NCSA deploys new high-performance cluster dedicated to industrial use | News | National Center for Supercomputing Applications at the University of Illinois
NCSA deploys new high-performance cluster dedicated to industrial use
05.31.11 - Permalink
The National Center for Supercomputing Applications is deploying a new 22-teraflop high-performance computing cluster, dubbed iForge, dedicated exclusively to the center's Private Sector Partners, such as Rolls-Royce, Boeing, and Caterpillar.
iForge comprises a mix of 121 Dell servers:
- 116 PowerEdge M610 servers featuring dual-socket/six-core (12 cores total) 3.46 GHz Intel Xeon x5690 processors, 96GB of DDR3 memory, and 292GB of storage. The x5690 is Intel's fastest six-core processor and will provide excellent performance for CPU-bound codes. In addition, eight of the M610 nodes feature solid-state drives instead of conventional hard disks to provide a performance boost to applications that are particularly sensitive to local storage speeds and latency.
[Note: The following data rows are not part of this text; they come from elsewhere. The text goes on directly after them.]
#[cfg(test)]
mod tests {
    use super::*;
    use super::state::GenerateForm;
    use crate::{
        models::{Job, JobStatus, RedemptionCode},
        poller::PollUpdate,
    };
    use chrono::Utc;
    use crossterm::event::{KeyCode, KeyEvent, KeyModifiers};
    use ratatui::{Terminal, backend::TestBackend};

    fn test_app() -> (App, mpsc::Receiver<WorkerCmd>, mpsc::Sender<WorkerEvent>) {
        let (cmd_tx, cmd_rx) = mpsc::channel(64);
        let (ev_tx, ev_rx) = mpsc::channel(64);
        let app = App::new(
            PathBuf::from("unused-config.toml"),
            Config::default(),
            Shortcuts::default(),
            cmd_tx,
            ev_rx,
            true,
        );
        (app, cmd_rx, ev_tx)
    }

    fn job(status: &str, output_url: Option<&str>) -> Job {
        serde_json::from_value(serde_json::json!({
            "id": "job-1",
            "status": status,
            "output_url": output_url,
            "quality": "lama",
            "created_at": Utc::now().to_rfc3339(),
        }))
        .unwrap()
    }

    fn snapshot_at(j: Job, generation: u64) -> WorkerEvent {
        WorkerEvent::Poll(PollUpdate {
            job_id: j.id.clone(),
            generation,
            event: PollEvent::Snapshot(j),
        })
    }

    fn snapshot(j: Job) -> WorkerEvent {
        use std::sync::atomic::{AtomicU64, Ordering};
        static NEXT: AtomicU64 = AtomicU64::new(1);
        snapshot_at(j, NEXT.fetch_add(1, Ordering::SeqCst))
    }

    fn render(app: &App) -> String {
        let mut terminal = Terminal::new(TestBackend::new(120, 40)).unwrap();
        terminal.draw(|f| draw(f, app)).unwrap();
        let buf = terminal.backend().buffer();
        let mut out = String::new();
        for y in 0..buf.area.height {
            for x in 0..buf.area.width {
                out.push_str(buf[(x, y)].symbol());
            }
            out.push('\n');
        }
        out
    }

    fn key(c: char) -> KeyEvent {
        KeyEvent::new(KeyCode::Char(c), KeyModifiers::empty())
    }

    #[tokio::test]
    async fn test_pending_job_renders_floor_progress() {
        let (mut app, mut cmd_rx, _ev) = test_app();
        open_job(&mut app, "job-1".into(), None, Screen::Dashboard)
            .await
            .unwrap();
        assert!(matches!(cmd_rx.recv().await, Some(WorkerCmd::WatchJob(id)) if id == "job-1"));
        assert!(app.job.is_loading());

        handle_worker_event(&mut app, snapshot(job("pending", None)))
            .await
            .unwrap();
        let screen = render(&app);
        assert!(screen.contains("5%"), "{screen}");
        assert!(screen.contains("Queued"));
        assert!(!screen.contains("Download ready"));
    }

    #[tokio::test]
    async fn test_completed_snapshot_shows_download() {
        let (mut app, _cmd_rx, _ev) = test_app();
        open_job(&mut app, "job-1".into(), None, Screen::History)
            .await
            .unwrap();

        handle_worker_event(&mut app, snapshot(job("processing", None)))
            .await
            .unwrap();
        assert!(!render(&app).contains("100%"));

        handle_worker_event(
            &mut app,
            snapshot(job("completed", Some("https://cdn.example/out.mp4"))),
        )
        .await
        .unwrap();
        let screen = render(&app);
        assert!(screen.contains("100%"), "{screen}");
        assert!(screen.contains("Download ready"));
        assert!(screen.contains("https://cdn.example/out.mp4"));
    }

    #[tokio::test]
    async fn test_not_found_is_persistent_panel() {
        let (mut app, _cmd_rx, _ev) = test_app();
        open_job(&mut app, "job-1".into(), None, Screen::Dashboard)
            .await
            .unwrap();
        handle_worker_event(
            &mut app,
            WorkerEvent::Poll(PollUpdate {
                job_id: "job-1".into(),
                generation: 1,
                event: PollEvent::NotFound,
            }),
        )
        .await
        .unwrap();

        assert!(app.job.not_found);
        assert!(!app.job.is_loading());
        let screen = render(&app);
        assert!(screen.contains("Job not found"));
        assert!(!screen.contains("Loading job"));

        // トーストが消えても表示は残る。
        app.ui.expire_toast(Instant::now() + Duration::from_secs(60));
        assert!(render(&app).contains("Job not found"));
    }

    #[tokio::test]
    async fn test_results_for_closed_job_are_ignored() {
        let (mut app, mut cmd_rx, _ev) = test_app();
        open_job(&mut app, "job-1".into(), None, Screen::Dashboard)
            .await
            .unwrap();
        go_to(&mut app, Screen::Dashboard).await.unwrap();
        let _ = cmd_rx.recv().await;
        assert!(matches!(cmd_rx.recv().await, Some(WorkerCmd::UnwatchJob)));

        handle_worker_event(&mut app, snapshot(job("completed", None)))
            .await
            .unwrap();
        assert!(app.job.job.is_none());
    }

    #[tokio::test]
    async fn test_generated_codes_modal_enables_exports() {
        let (mut app, mut cmd_rx, _ev) = test_app();
        app.ui.screen = Screen::Admin;
        app.admin.tab = AdminTab::Codes;
        app.admin.generate = Some(GenerateForm::from_defaults(&app.cfg.codes));

        // count=5, credits=10 で生成を依頼する。
        if let Some(form) = app.admin.generate.as_mut() {
            form.count = 5;
        }
        handle_key(&mut app, KeyEvent::new(KeyCode::Enter, KeyModifiers::empty()))
            .await
            .unwrap();
        match cmd_rx.recv().await {
            Some(WorkerCmd::GenerateCodes(req)) => {
                assert_eq!((req.count, req.credits, req.prefix.as_str()), (5, 10, "TB-"));
            }
            other => panic!("unexpected {other:?}"),
        }

        let codes: Vec<RedemptionCode> = (0..5)
            .map(|i| RedemptionCode {
                code: format!("TB-CODE000{i}"),
                credits: 10,
                created_at: Utc::now(),
                redeemed_by: None,
                redeemed_at: None,
            })
            .collect();
        handle_worker_event(&mut app, WorkerEvent::CodesGenerated(codes))
            .await
            .unwrap();
        // 一覧の再読み込みも依頼される。
        assert!(matches!(cmd_rx.recv().await, Some(WorkerCmd::LoadCodes(_))));

        let form = app.admin.generate.as_ref().unwrap();
        assert_eq!(form.result.as_ref().map(Vec::len), Some(5));
        assert!(form.can_export());

        let screen = render(&app);
        for i in 0..5 {
            assert!(screen.contains(&format!("TB-CODE000{i}")), "{screen}");
        }
        assert!(screen.contains("copy all"));
        assert!(screen.contains("download CSV"));

        handle_key(&mut app, key('w')).await.unwrap();
        match cmd_rx.recv().await {
            Some(WorkerCmd::WriteExport {
                file_name,
                contents,
            }) => {
                assert!(file_name.starts_with("TB_10credits_x5_"));
                assert!(file_name.ends_with(".csv"));
                assert_eq!(contents.lines().count(), 5);
            }
            other => panic!("unexpected {other:?}"),
        }
    }

    #[tokio::test]
    async fn test_error_keeps_previous_state() {
        let (mut app, _cmd_rx, _ev) = test_app();
        app.dashboard.balance = Some(42);
        app.upload.busy = true;
        handle_worker_event(&mut app, WorkerEvent::Error("Insufficient credits".into()))
            .await
            .unwrap();
        assert_eq!(app.dashboard.balance, Some(42));
        assert!(!app.upload.busy);
        assert_eq!(
            app.ui.toast.as_ref().map(|t| t.message.as_str()),
            Some("Insufficient credits")
        );
    }

    #[tokio::test]
    async fn test_history_filter_resets_page_and_queries() {
        let (mut app, mut cmd_rx, _ev) = test_app();
        app.ui.screen = Screen::History;
        app.history.current = 3;
        handle_key(&mut app, key('f')).await.unwrap();
        assert_eq!(app.history.current, 1);
        match cmd_rx.recv().await {
            Some(WorkerCmd::LoadHistory(q)) => {
                let pairs = q.to_pairs();
                assert!(pairs.contains(&("status", JobStatus::Completed.as_str().to_string())));
                assert!(pairs.contains(&("page_size", "15".to_string())));
            }
            other => panic!("unexpected {other:?}"),
        }
    }

    #[test]
    fn test_starts_in_setup_when_signed_out() {
        let (cmd_tx, _cmd_rx) = mpsc::channel(1);
        let (_ev_tx, ev_rx) = mpsc::channel(1);
        let app = App::new(
            PathBuf::from("x.toml"),
            Config::default(),
            Shortcuts::default(),
            cmd_tx,
            ev_rx,
            false,
        );
        assert_eq!(app.ui.screen, Screen::Setup);
        assert!(render(&app).contains("Step 1/4"));
    }

    #[tokio::test]
    async fn test_older_generation_never_overwrites_newer() {
        let (mut app, _cmd_rx, _ev) = test_app();
        open_job(&mut app, "job-1".into(), None, Screen::Dashboard)
            .await
            .unwrap();

        // 世代2が世代1より先にチャネルへ届いた場合。
        handle_worker_event(&mut app, snapshot_at(job("completed", None), 2))
            .await
            .unwrap();
        handle_worker_event(&mut app, snapshot_at(job("processing", None), 1))
            .await
            .unwrap();
        assert_eq!(
            app.job.job.as_ref().map(|j| j.status),
            Some(JobStatus::Completed)
        );
        assert!(render(&app).contains("100%"));
    }

    #[tokio::test]
    async fn test_unfiltered_history_response_is_filtered_locally() {
        let (mut app, _cmd_rx, _ev) = test_app();
        app.ui.screen = Screen::History;
        app.history_filter = crate::pagination::JobFilter::Only(JobStatus::Completed);

        // ページング無しの配列はサーバー側で絞り込まれていない。
        let page: crate::models::Page<Job> = serde_json::from_value(serde_json::json!([
            {"id": "a", "status": "completed", "created_at": "2025-01-01T00:00:00"},
            {"id": "b", "status": "failed", "created_at": "2025-01-01T00:00:00"},
            {"id": "c", "status": "pending", "created_at": "2025-01-01T00:00:00"},
        ]))
        .unwrap();
        handle_worker_event(&mut app, WorkerEvent::History(page))
            .await
            .unwrap();

        let ids: Vec<&str> = app.history.page.items.iter().map(|j| j.id.as_str()).collect();
        assert_eq!(ids, ["a"]);
        assert_eq!(app.history.page.total, 1);
        assert!(render(&app).contains("Filter: completed"));
    }

    #[tokio::test]
    async fn test_generate_modal_follows_keymap() {
        let (mut app, _cmd_rx, _ev) = test_app();
        app.shortcuts.generate.copy_all = vec!["Y".into()];
        app.shortcuts.generate.download_csv = vec!["F2".into()];
        app.ui.screen = Screen::Admin;
        let mut form = GenerateForm::from_defaults(&app.cfg.codes);
        form.result = Some(vec![RedemptionCode {
            code: "TB-ONLYONE1".into(),
            credits: 10,
            created_at: Utc::now(),
            redeemed_by: None,
            redeemed_at: None,
        }]);
        app.admin.generate = Some(form);

        let screen = render(&app);
        assert!(screen.contains("[Y] copy all"), "{screen}");
        assert!(screen.contains("[F2] download CSV"));
    }

    #[tokio::test]
    async fn test_log_is_capped() {
        let (mut app, _cmd_rx, _ev) = test_app();
        for i in 0..250 {
            handle_worker_event(&mut app, WorkerEvent::Log(format!("line {i}")))
                .await
                .unwrap();
        }
        assert_eq!(app.ui.log.len(), crate::events::LOG_CAP);
        assert_eq!(app.ui.log.last().map(String::as_str), Some("line 249"));
    }
}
- 3 PowerEdge M910 servers featuring quad-socket/eight-core (32 cores total) 1.86 GHz Intel Xeon L7555 processors, 192GB of DDR3 memory, and 292GB of storage. The L7555 features 24 MB of "cache" memory, which can boost applications capable of leveraging memory that is tightly coupled with processor cores.
- 2 PowerEdge C6145 servers, which actually combine two complete servers in a single chassis. Each of these four nodes features quad-socket/12-core (48 cores total) 2.5 GHz AMD Opteron 6180SE processors, 256GB of DDR3 memory, and 600 GB of storage. These nodes are so powerful that an entire "power user" job may be able to be run inside a single node. Industrial partners are expected to use these nodes for memory-intensive pre- and post-processing and for highly threaded applications that perform particularly well on AMD-based systems.
All of the nodes are connected with a very fast, low-latency network fabric: 40 gigabit QDR InfiniBand provided by Mellanox. iForge runs both Red Hat Enterprise Linux and Windows HPC Server 2008 R2 operating systems.
"iForge is a unique resource at NCSA, as it is designed specifically for commercial and open-source applications widely used by industry," said Merle Giles, director of NCSA's Private Sector Program. "This machine offers our Private Sector Partners several platforms to reach higher and higher levels of scaling and performance for physics-based modeling and simulation applications."
NCSA plans to upgrade iForge with new hardware and OS software every 12 to 18 months.
"Regular upgrades to the latest HPC technologies will help provide a distinct competitive advantage to our partners," Giles said.